As it happens, Arthur 2011 is awful. Precisely nothing about it works, and I doubt we'll see a worse performance by a leading man this year. Brand was by some distance the best thing about Forgetting Sarah Marshall, and weirdly winning in the unofficial sequel that was Greek. This one makes its first terrible creative decision - a decision that illustrates exactly the infantilisation of so much modern American cinema, where executives are obsessed with the buzzwords "young" and "hip" - in turning the main character into an attention-deficient naif who watches Road Runner cartoons in the bathtub and treats the real object of his affections to a candlelit meal of Pez sweets, removed from the dispenser. This is the manchild of the New American Comedy taken to an almost pathological degree, and Brand plays him as though he's received a serious blow to the head. He could be downing vodka; he could just be hyped up on Ribena and morphine.
At all points, Russell is 12A-bland, skittering away from any of those dark, bastardly, unashamedly adult notes of misanthropy and self-loathing Adam Sandler dragged up for his unrepentant billionaire in Funny People. We could be watching a spoiled toddler, which may be what being a Hollywood star is all about these days, but it feels like a fundamental betrayal of everything Russell Brand once stood for, if indeed Russell Brand ever really stood for anything. Perhaps toning his act down for a family-friendly certificate - a move that certainly hasn't made Eddie Murphy or Steve Martin any poorer in recent years - is a deliberate bid to attract the highest possible number of impressionable acolytes and devotees; see also, on this point, Brand's voicing of the Easter bunny in Hop. I've heard of brand dominance, but this is getting creepy - and aren't we entitled to a couple of decades of wild-and-crazy Russell Brand before he cashes in in this particular fashion?
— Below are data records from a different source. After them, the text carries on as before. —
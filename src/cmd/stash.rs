// otto-rs: Guided git release assistant
//
// SPDX-FileCopyrightText: 2026 Romeo Ahmed
// SPDX-License-Identifier: GPL-3.0-or-later

//! Stash manager: save with a message, pop any entry.

use super::Session;
use crate::error::Result;
use crate::git::PopOutcome;
use crate::prompt::{Choice, InputRequest, choose};
use crate::ui::{self, Spinner};

#[derive(Debug, Clone, Copy, PartialEq, Eq)]
enum StashAction {
    Save,
    Pop,
}

/// Main handler for the stash command.
///
/// # Errors
///
/// Returns `OttoError::Aborted` if a prompt is aborted.
pub fn run_stash_command(session: &mut Session<'_>) -> Result<()> {
    if !session.require_repository() {
        return Ok(());
    }
    let actions = [
        Choice::new(StashAction::Save, "💾 Save").hint("Stash current changes"),
        Choice::new(StashAction::Pop, "🥡 Pop").hint("Apply saved stash"),
    ];
    match choose(session.prompt, "Stash Manager", &actions).into_result()? {
        Some(StashAction::Save) => save(session),
        Some(StashAction::Pop) => pop(session),
        None => Ok(()),
    }
}

fn save(session: &mut Session<'_>) -> Result<()> {
    let request = InputRequest::new("Stash Message (Optional)").allow_empty();
    let Some(message) = session.prompt.input(&request).into_result()? else {
        return Ok(());
    };

    let spinner = Spinner::start("Saving stash...");
    match session.git.stash_save(Some(&message)) {
        Ok(()) => spinner.stop("✔ Stashed successfully"),
        Err(err) => {
            drop(spinner);
            ui::note("⚠ Info", &err.user_message());
        }
    }
    Ok(())
}

fn pop(session: &mut Session<'_>) -> Result<()> {
    let stashes = session.git.stash_list();
    if stashes.is_empty() {
        ui::note("ℹ Empty", "No stashes found.");
        return Ok(());
    }
    let choices: Vec<Choice<String>> = stashes
        .into_iter()
        .map(|entry| Choice::new(entry.reference.clone(), entry.message).hint(entry.reference))
        .collect();
    let Some(reference) = choose(session.prompt, "Select Stash to Pop", &choices).into_result()?
    else {
        return Ok(());
    };

    let spinner = Spinner::start(format!("Popping {reference}..."));
    match session.git.pop_stash(&reference) {
        PopOutcome::Applied => spinner.stop("✔ Popped successfully"),
        PopOutcome::Conflict { .. } => {
            spinner.stop("✖ Pop resulted in conflicts");
            ui::note(
                "⚠ Conflict",
                "Changes are applied but there are merge conflicts. Resolve them manually.",
            );
        }
        PopOutcome::Failed { message } => {
            spinner.stop("✖ Pop failed");
            ui::note("Git Error", &message);
        }
    }
    Ok(())
}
What's particularly regrettable about Arthur is the knock-on effect this wholesale watering-down has on Brand's co-stars. As the Manhattan tour guide Arthur loses his heart to, the spiky, idiosyncratic mumblecore heroine Greta Gerwig suffers more than most, fitted with a mainstream-movie makeover (haircut, spray tan, lipstick) that looks all kinds of wrong on her, and is typical of the misguided packaging at work here. Jennifer Garner is just too nice to play a rich bitch without depth, and utterly undeserving of the sequence that asks her to impersonate a cat while wearing a low-cut corset; and there's a truly weird appearance from Nick Nolte, who really does appear plastered (and plastinated), as Arthur's putative father-in-law. As for Helen Mirren - drafted in to add a little class, in what was John Gielgud's forthright butler role - this, more so than RED or The Tempest, proves a severe test of her Teflon reputation. I guess once you've got Caligula on your CV, nothing else is likely to get your honours revoked, but Mirren doesn't even get Gielgud's "humorous swearing" schtick to play with; she merely withers, in all the wrong ways.
Given that the film is such a flagrant exercise in positioning - executive-produced by Brand and his agent Nik Linnen - it's almost a moot point as to whether it's funny or not. As it is, Arthur manages to be colossally unamusing, despite the presence of various funny people. Director Jason Winer, as responsible as anyone for making TV's Modern Family the triumph it has been, is but a mere pawn in Brand's power games, limited to the minor subversion of sneaking a billboard for his own small-screen series into the background of one set-up. The writer Peter Baynham, one of Sacha Baron Cohen's collaborators on Borat, keeps coming up with scenes you just can't believe a scribe of his calibre would care to write (perhaps he didn't): tooth-rotting romance, some witless farce with Garner stuck under a magnetic piano (?!), lots of last-reel moralising to send us away confident Arthur's drinking is A Bad Thing. (Frankly, even Peter, Baynham's sad-sack persona from Lee and Herring's Fist of Fun, wouldn't stoop to rescue such ropey shit from a Balham garage's bargain bin.)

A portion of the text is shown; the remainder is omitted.